What to do => In the entries below, find the lines with the word "BTreeMap" and copy them.
>>
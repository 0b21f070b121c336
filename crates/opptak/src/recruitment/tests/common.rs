use std::collections::BTreeMap;
use std::sync::{Arc, Mutex};

use axum::response::Response;
use chrono::{DateTime, TimeZone, Utc};
use serde_json::Value;

use crate::recruitment::domain::{DraftRange, Period, PeriodDraft, PeriodId, PeriodRecord};
use crate::recruitment::repository::{PeriodRepository, RepositoryError};
use crate::recruitment::temporal::{currently_active, AccessPolicy};
use crate::recruitment::{period_router, PeriodService};

pub(super) fn instant(year: i32, month: u32, day: u32) -> DateTime<Utc> {
    Utc.with_ymd_and_hms(year, month, day, 0, 0, 0)
        .single()
        .expect("valid instant")
}

pub(super) fn instant_hms(
    year: i32,
    month: u32,
    day: u32,
    hour: u32,
    minute: u32,
    second: u32,
) -> DateTime<Utc> {
    Utc.with_ymd_and_hms(year, month, day, hour, minute, second)
        .single()
        .expect("valid instant")
}

fn range(start: DateTime<Utc>, end: DateTime<Utc>) -> Option<DraftRange> {
    Some(DraftRange {
        start: Some(start),
        end: Some(end),
    })
}

/// Well-formed spring intake: prep Jan 1-10, applications Jan 10-Feb 1,
/// interviews Feb 2-20.
pub(super) fn spring_draft() -> PeriodDraft {
    PeriodDraft {
        name: Some("V24".to_string()),
        preparation_period: range(instant(2024, 1, 1), instant(2024, 1, 10)),
        application_period: range(instant(2024, 1, 10), instant(2024, 2, 1)),
        interview_period: range(instant(2024, 2, 2), instant(2024, 2, 20)),
        committees: Some(vec!["dotkom".to_string()]),
        optional_committees: Some(Vec::new()),
    }
}

/// Autumn intake with required and optional committees.
pub(super) fn autumn_draft() -> PeriodDraft {
    PeriodDraft {
        name: Some("H24".to_string()),
        preparation_period: range(instant(2024, 8, 1), instant(2024, 8, 15)),
        application_period: range(instant(2024, 8, 15), instant(2024, 9, 1)),
        interview_period: range(instant(2024, 9, 2), instant(2024, 9, 20)),
        committees: Some(vec![
            "Dotkom".to_string(),
            "Arrkom".to_string(),
            "Bedkom".to_string(),
        ]),
        optional_committees: Some(vec!["FeminIT".to_string()]),
    }
}

pub(super) fn spring_period() -> Period {
    crate::recruitment::validation::into_period(spring_draft()).expect("spring draft is valid")
}

pub(super) fn autumn_period() -> Period {
    crate::recruitment::validation::into_period(autumn_draft()).expect("autumn draft is valid")
}

#[derive(Default, Clone)]
pub(super) struct MemoryRepository {
    pub(super) records: Arc<Mutex<BTreeMap<PeriodId, PeriodRecord>>>,
}

impl PeriodRepository for MemoryRepository {
    fn insert(&self, record: PeriodRecord) -> Result<PeriodRecord, RepositoryError> {
        let mut guard = self.records.lock().expect("repository mutex poisoned");
        if guard.contains_key(&record.id) {
            return Err(RepositoryError::Conflict);
        }
        guard.insert(record.id.clone(), record.clone());
        Ok(record)
    }

    fn update(&self, record: PeriodRecord) -> Result<(), RepositoryError> {
        let mut guard = self.records.lock().expect("repository mutex poisoned");
        match guard.get_mut(&record.id) {
            Some(existing) => {
                *existing = record;
                Ok(())
            }
            None => Err(RepositoryError::NotFound),
        }
    }

    fn fetch(&self, id: &PeriodId) -> Result<Option<PeriodRecord>, RepositoryError> {
        let guard = self.records.lock().expect("repository mutex poisoned");
        Ok(guard.get(id).cloned())
    }

    fn list(&self) -> Result<Vec<PeriodRecord>, RepositoryError> {
        let guard = self.records.lock().expect("repository mutex poisoned");
        Ok(guard.values().cloned().collect())
    }

    fn delete(&self, id: &PeriodId) -> Result<bool, RepositoryError> {
        let mut guard = self.records.lock().expect("repository mutex poisoned");
        Ok(guard.remove(id).is_some())
    }

    fn active_at(&self, now: DateTime<Utc>) -> Result<Vec<PeriodRecord>, RepositoryError> {
        let guard = self.records.lock().expect("repository mutex poisoned");
        Ok(currently_active(guard.values(), now)
            .into_iter()
            .cloned()
            .collect())
    }
}

pub(super) struct ConflictRepository;

impl PeriodRepository for ConflictRepository {
    fn insert(&self, _record: PeriodRecord) -> Result<PeriodRecord, RepositoryError> {
        Err(RepositoryError::Conflict)
    }

    fn update(&self, _record: PeriodRecord) -> Result<(), RepositoryError> {
        Err(RepositoryError::Unavailable("read only".to_string()))
    }

    fn fetch(&self, _id: &PeriodId) -> Result<Option<PeriodRecord>, RepositoryError> {
        Ok(None)
    }

    fn list(&self) -> Result<Vec<PeriodRecord>, RepositoryError> {
        Ok(Vec::new())
    }

    fn delete(&self, _id: &PeriodId) -> Result<bool, RepositoryError> {
        Ok(false)
    }

    fn active_at(&self, _now: DateTime<Utc>) -> Result<Vec<PeriodRecord>, RepositoryError> {
        Ok(Vec::new())
    }
}

pub(super) struct UnavailableRepository;

impl PeriodRepository for UnavailableRepository {
    fn insert(&self, _record: PeriodRecord) -> Result<PeriodRecord, RepositoryError> {
        Err(RepositoryError::Unavailable("database offline".to_string()))
    }

    fn update(&self, _record: PeriodRecord) -> Result<(), RepositoryError> {
        Err(RepositoryError::Unavailable("database offline".to_string()))
    }

    fn fetch(&self, _id: &PeriodId) -> Result<Option<PeriodRecord>, RepositoryError> {
        Err(RepositoryError::Unavailable("database offline".to_string()))
    }

    fn list(&self) -> Result<Vec<PeriodRecord>, RepositoryError> {
        Err(RepositoryError::Unavailable("database offline".to_string()))
    }

    fn delete(&self, _id: &PeriodId) -> Result<bool, RepositoryError> {
        Err(RepositoryError::Unavailable("database offline".to_string()))
    }

    fn active_at(&self, _now: DateTime<Utc>) -> Result<Vec<PeriodRecord>, RepositoryError> {
        Err(RepositoryError::Unavailable("database offline".to_string()))
    }
}

pub(super) fn build_service() -> (PeriodService<MemoryRepository>, MemoryRepository) {
    let repository = MemoryRepository::default();
    let service = PeriodService::new(Arc::new(repository.clone()), AccessPolicy::default());
    (service, repository)
}

pub(super) fn router_with_service(service: PeriodService<MemoryRepository>) -> axum::Router {
    period_router(Arc::new(service))
}

pub(super) async fn read_json_body(response: Response) -> Value {
    let body = axum::body::to_bytes(response.into_body(), 64 * 1024)
        .await
        .expect("read body");
    serde_json::from_slice(&body).expect("json payload")
}
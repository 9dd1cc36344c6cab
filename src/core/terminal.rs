use console::{Emoji, style};

pub static SUCCESS_ICON: Emoji<'_, '_> = Emoji("✅ ", "");
pub static INFO_ICON: Emoji<'_, '_> = Emoji("ℹ️  ", "");
pub static WARN_ICON: Emoji<'_, '_> = Emoji("⚠️  ", "");
pub static ERROR_ICON: Emoji<'_, '_> = Emoji("❌ ", "");
pub static BELL: Emoji<'_, '_> = Emoji("🔔 ", "");

pub fn print_success(msg: &str) {
    println!("{} {}", SUCCESS_ICON, style(msg).green());
}

pub fn print_info(msg: &str) {
    println!("{} {}", INFO_ICON, style(msg).blue());
}

pub fn print_warn(msg: &str) {
    println!("{} {}", WARN_ICON, style(msg).yellow());
}

pub fn print_error(msg: &str) {
    eprintln!("{} {}", ERROR_ICON, style(msg).red().bold());
}

enum GuideLine {
    Status(String, String),
    Command(String, String),
    Text(String),
    Hint(String, String),
    Blank,
}

/// A titled block of output, built up line by line and printed at once.
pub struct GuideSection {
    title: String,
    lines: Vec<GuideLine>,
}

impl GuideSection {
    pub fn new(title: &str) -> Self {
        Self {
            title: title.to_string(),
            lines: Vec::new(),
        }
    }

    pub fn status(mut self, label: &str, value: &str) -> Self {
        self.lines
            .push(GuideLine::Status(label.to_string(), value.to_string()));
        self
    }

    pub fn command(mut self, name: &str, description: &str) -> Self {
        self.lines
            .push(GuideLine::Command(name.to_string(), description.to_string()));
        self
    }

    pub fn text(mut self, text: &str) -> Self {
        self.lines.push(GuideLine::Text(text.to_string()));
        self
    }

    /// An example command line, with an optional note after it.
    pub fn hint(mut self, command: &str, note: &str) -> Self {
        self.lines
            .push(GuideLine::Hint(command.to_string(), note.to_string()));
        self
    }

    pub fn blank(mut self) -> Self {
        self.lines.push(GuideLine::Blank);
        self
    }

    pub fn is_empty(&self) -> bool {
        self.lines.is_empty()
    }

    /// Plain-text rendering, one string per output line.
    pub fn render(&self) -> Vec<String> {
        let width = self
            .lines
            .iter()
            .filter_map(|line| match line {
                GuideLine::Status(label, _) | GuideLine::Command(label, _) => {
                    Some(label.chars().count())
                }
                _ => None,
            })
            .max()
            .unwrap_or(0);

        let mut out = vec![format!("{}", style(&self.title).bold().underlined())];
        for line in &self.lines {
            out.push(match line {
                GuideLine::Status(label, value) => format!(
                    "  {} {}",
                    style(format!("{:<width$}", label, width = width)).bold().cyan(),
                    value
                ),
                GuideLine::Command(name, description) => format!(
                    "  {}  {}",
                    style(format!("{:<width$}", name, width = width)).green(),
                    style(description).dim()
                ),
                GuideLine::Text(text) => format!("  {}", text),
                GuideLine::Hint(command, note) if note.is_empty() => {
                    format!("  {} {}", style("$").dim(), style(command).cyan())
                }
                GuideLine::Hint(command, note) => format!(
                    "  {} {}  {}",
                    style("$").dim(),
                    style(command).cyan(),
                    style(note).dim()
                ),
                GuideLine::Blank => String::new(),
            });
        }
        out
    }

    pub fn print(&self) {
        println!();
        for line in self.render() {
            println!("{}", line);
        }
    }
}

#[cfg(test)]
mod tests {
    use super::*;

    #[test]
    fn labels_are_padded_to_the_widest() {
        console::set_colors_enabled(false);
        let lines = GuideSection::new("Apps")
            .status("id", "digest")
            .status("status", "active")
            .blank()
            .text("done")
            .render();
        assert_eq!(
            lines,
            vec!["Apps", "  id     digest", "  status active", "", "  done"]
        );
    }

    #[test]
    fn empty_section_has_only_a_title() {
        let section = GuideSection::new("Nothing");
        assert!(section.is_empty());
        assert_eq!(section.render().len(), 1);
    }
}
//! Contracts of the subsystems the runtime drives but does not own, plus
//! in-process adapters for each.

pub mod agent;
pub mod events;
pub mod keepalive;
pub mod scheduler;

pub use agent::{AgentExecutor, ExecutionOutcome, ExecutionRequest, ExecutionResult};
pub use events::{
    BusEvent, EventBus, EventFilter, EventHandler, LocalEventBus, MatchRule, Unsubscribe, handler_fn,
};
pub use keepalive::{KeepAlive, KeepAliveGuard, KeepAliveRegistry};
pub use scheduler::{
    CronScheduler, DueOutcome, JobDescriptor, JobDueHandler, JobInfo, JobPayload, Schedule,
    Scheduler,
};
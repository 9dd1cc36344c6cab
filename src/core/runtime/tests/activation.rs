use serde_json::json;

use super::*;
use crate::core::activity::{RunStatus, TriggerType};
use crate::core::apps::AppKind;
use crate::core::collab::{BusEvent, JobPayload};
use crate::core::runtime::EscalationAnswer;
use crate::error::RuntimeError;

#[tokio::test]
async fn activation_registers_one_job_per_schedule_subscription() {
    let h = harness().await;
    h.install(&app("A", AppStatus::Active, vec![every("30m")])).await;

    h.runtime.activate("A").await.unwrap();

    assert_eq!(h.scheduler.job_ids(), vec!["A:sub-0"]);
    assert_eq!(
        h.scheduler.job("A:sub-0").unwrap().schedule,
        Schedule::Every {
            interval_ms: 30 * 60 * 1000
        }
    );
    assert!(h.runtime.is_active("A").await);
    assert_eq!(h.keep_alive.count("automation-app:A"), 1);
}

#[tokio::test]
async fn activation_is_idempotent() {
    let h = harness().await;
    h.install(&app("A", AppStatus::Active, vec![every("30m"), webhook("gh")])).await;

    h.runtime.activate("A").await.unwrap();
    h.runtime.activate("A").await.unwrap();

    assert_eq!(h.scheduler.add_count("A:sub-0"), 1);
    assert_eq!(h.bus.subscriber_count(), 1);
    assert_eq!(h.keep_alive.count("automation-app:A"), 1);
}

#[tokio::test]
async fn activation_rejects_unknown_and_empty_apps() {
    let h = harness().await;
    assert!(matches!(
        h.runtime.activate("ghost").await,
        Err(RuntimeError::AppNotFound(_))
    ));

    h.install(&app("empty", AppStatus::Active, vec![])).await;
    assert!(matches!(
        h.runtime.activate("empty").await,
        Err(RuntimeError::NoSubscriptions(_))
    ));
    assert!(!h.runtime.is_active("empty").await);
    assert!(!h.keep_alive.is_held());

    let mut assistant = app("chat", AppStatus::Active, vec![every("1h")]);
    assistant.kind = AppKind::Assistant;
    h.install(&assistant).await;
    h.runtime.activate("chat").await.unwrap();
    assert!(!h.runtime.is_active("chat").await);
    assert!(h.scheduler.job_ids().is_empty());
}

#[tokio::test]
async fn invalid_subscription_leaves_nothing_behind() {
    let h = harness().await;
    let bad = SubscriptionSource::Schedule {
        every: None,
        cron: Some("not a cron".into()),
    };
    h.install(&app("A", AppStatus::Active, vec![every("1h"), bad])).await;

    let err = h.runtime.activate("A").await.unwrap_err();
    assert!(matches!(err, RuntimeError::InvalidSubscription { index: 1, .. }));
    assert!(h.scheduler.job_ids().is_empty());
    assert!(!h.keep_alive.is_held());
}

#[tokio::test]
async fn surviving_identical_job_is_resumed_not_replaced() {
    let h = harness().await;
    h.install(&app("A", AppStatus::Active, vec![every("30m"), every("2h")])).await;
    let payload = |index| JobPayload::AppSubscription {
        app_id: "A".into(),
        subscription_index: index,
    };
    h.scheduler.seed(JobDescriptor {
        id: "A:sub-0".into(),
        schedule: Schedule::Every {
            interval_ms: 30 * 60 * 1000,
        },
        payload: payload(0),
    });
    h.scheduler.seed(JobDescriptor {
        id: "A:sub-1".into(),
        schedule: Schedule::Every {
            interval_ms: 60 * 60 * 1000,
        },
        payload: payload(1),
    });

    h.runtime.activate("A").await.unwrap();

    assert_eq!(h.scheduler.add_count("A:sub-0"), 0);
    assert_eq!(h.scheduler.resume_count("A:sub-0"), 1);
    // Stale cadence is replaced.
    assert_eq!(h.scheduler.add_count("A:sub-1"), 1);
    assert_eq!(
        h.scheduler.job("A:sub-1").unwrap().schedule,
        Schedule::Every {
            interval_ms: 2 * 60 * 60 * 1000
        }
    );
}

#[tokio::test]
async fn deactivate_without_activation_is_a_noop() {
    let h = harness().await;
    h.install(&app("A", AppStatus::Active, vec![every("1h")])).await;
    h.runtime.deactivate("A").await;
    h.runtime.deactivate("never-installed").await;
    assert!(h.runtime.active_app_ids().await.is_empty());
}

#[tokio::test]
async fn deactivate_releases_everything_and_cancels_every_run() {
    let h = harness_with(test_config(4), Step::Hang).await;
    h.install(&app("A", AppStatus::Active, vec![every("1h"), webhook("gh")])).await;
    h.runtime.activate("A").await.unwrap();

    // An open escalation from an earlier run lets a second run start
    // alongside the manual one.
    let seed = h
        .store
        .create_run(crate::core::activity::NewRun {
            run_id: "seed".into(),
            app_id: "A".into(),
            session_key: "automation:A:seed".into(),
            trigger_type: TriggerType::Manual,
            trigger_data: json!({}),
            started_at: 1,
        })
        .await
        .unwrap();
    let question = h
        .store
        .add_entry(crate::core::activity::NewEntry {
            app_id: "A".into(),
            run_id: seed.run_id.clone(),
            session_key: seed.session_key.clone(),
            entry_type: crate::core::activity::EntryType::Escalation,
            content: crate::core::activity::EntryContent::question("Continue?", None),
        })
        .await
        .unwrap();

    let manual = h.runtime.trigger_manually("A").await.unwrap();
    let followup = h
        .runtime
        .respond_to_escalation("A", &question.id, EscalationAnswer::Text("sure".into()))
        .await
        .unwrap();
    eventually(|| async { h.agent.active() == 2 }).await;
    assert_eq!(h.runtime.running_count(), 2);

    h.runtime.deactivate("A").await;

    for ticket in [manual, followup] {
        let result = ticket.wait().await.unwrap();
        assert_eq!(result.status, RunStatus::Error);
        assert_eq!(
            result.error_message.as_deref(),
            Some("Run cancelled: app was deactivated")
        );
    }
    assert_eq!(h.runtime.running_count(), 0);
    assert!(h.scheduler.job_ids().is_empty());
    assert_eq!(h.bus.subscriber_count(), 0);
    assert!(!h.keep_alive.is_held());
    assert!(!h.runtime.is_active("A").await);
    // Cancellations are not failures of the app.
    assert_eq!(h.status("A").await, AppStatus::Active);
}

#[tokio::test]
async fn matching_event_starts_a_run() {
    let h = harness().await;
    h.install(&app("hooks", AppStatus::Active, vec![webhook("stripe")])).await;
    h.runtime.activate("hooks").await.unwrap();

    let other = BusEvent::new("webhook.received", json!({ "hook": "github" }));
    assert_eq!(h.bus.publish(other), 0);

    let event = BusEvent::new("webhook.received", json!({ "hook": "stripe", "amount": 12 }));
    assert_eq!(h.bus.publish(event), 1);

    eventually(|| async {
        h.runs("hooks")
            .await
            .first()
            .is_some_and(|r| r.status == RunStatus::Ok)
    })
    .await;
    let runs = h.runs("hooks").await;
    assert_eq!(runs.len(), 1);
    assert_eq!(runs[0].trigger_type, TriggerType::Event);
    let request = &h.agent.calls()[0];
    assert!(request.instructions.contains("webhook.received"));
    assert!(request.instructions.contains("\"amount\": 12"));
}

#[tokio::test]
async fn sync_reconciles_jobs_with_the_current_spec() {
    let h = harness().await;
    let mut a = app("A", AppStatus::Active, vec![every("30m")]);
    h.install(&a).await;

    assert!(h.runtime.sync_app_schedule("A").await.unwrap().is_noop());

    h.runtime.activate("A").await.unwrap();
    a.spec.subscriptions = vec![
        Subscription {
            source: every("1h"),
            filter: Vec::new(),
        },
        Subscription {
            source: SubscriptionSource::Schedule {
                every: None,
                cron: Some("0 0 9 * * *".into()),
            },
            filter: Vec::new(),
        },
    ];
    h.registry.update_spec("A", &a.spec).await.unwrap();

    let report = h.runtime.sync_app_schedule("A").await.unwrap();
    assert_eq!(report.updated, vec!["A:sub-0"]);
    assert_eq!(report.added, vec!["A:sub-1"]);
    assert!(report.removed.is_empty());
    assert_eq!(h.scheduler.job_ids(), vec!["A:sub-0", "A:sub-1"]);

    a.spec.subscriptions.truncate(1);
    h.registry.update_spec("A", &a.spec).await.unwrap();
    let report = h.runtime.sync_app_schedule("A").await.unwrap();
    assert_eq!(report.removed, vec!["A:sub-1"]);
    assert_eq!(report.unchanged, vec!["A:sub-0"]);
    assert_eq!(h.scheduler.job_ids(), vec!["A:sub-0"]);

    a.spec.subscriptions.clear();
    h.registry.update_spec("A", &a.spec).await.unwrap();
    let report = h.runtime.sync_app_schedule("A").await.unwrap();
    assert_eq!(report.removed, vec!["A:sub-0"]);
    assert!(h.scheduler.job_ids().is_empty());
    assert!(!h.keep_alive.is_held());
}

#[tokio::test]
async fn failed_sync_keeps_tracking_jobs_it_already_added() {
    let h = harness().await;
    let mut a = app("A", AppStatus::Active, vec![every("30m")]);
    h.install(&a).await;
    h.runtime.activate("A").await.unwrap();

    a.spec.subscriptions = [every("30m"), every("1h"), every("2h")]
        .into_iter()
        .map(|source| Subscription {
            source,
            filter: Vec::new(),
        })
        .collect();
    h.registry.update_spec("A", &a.spec).await.unwrap();
    h.scheduler.refuse("A:sub-2");

    let err = h.runtime.sync_app_schedule("A").await.unwrap_err();
    assert!(matches!(err, RuntimeError::Internal(_)));
    assert_eq!(h.scheduler.job_ids(), vec!["A:sub-0", "A:sub-1"]);
    assert!(h.runtime.is_active("A").await);

    h.runtime.deactivate("A").await;
    assert!(h.scheduler.job_ids().is_empty());
    assert!(!h.keep_alive.is_held());
}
<<
Result of this task =>
use std::collections::BTreeMap;
    pub(super) records: Arc<Mutex<BTreeMap<PeriodId, PeriodRecord>>>,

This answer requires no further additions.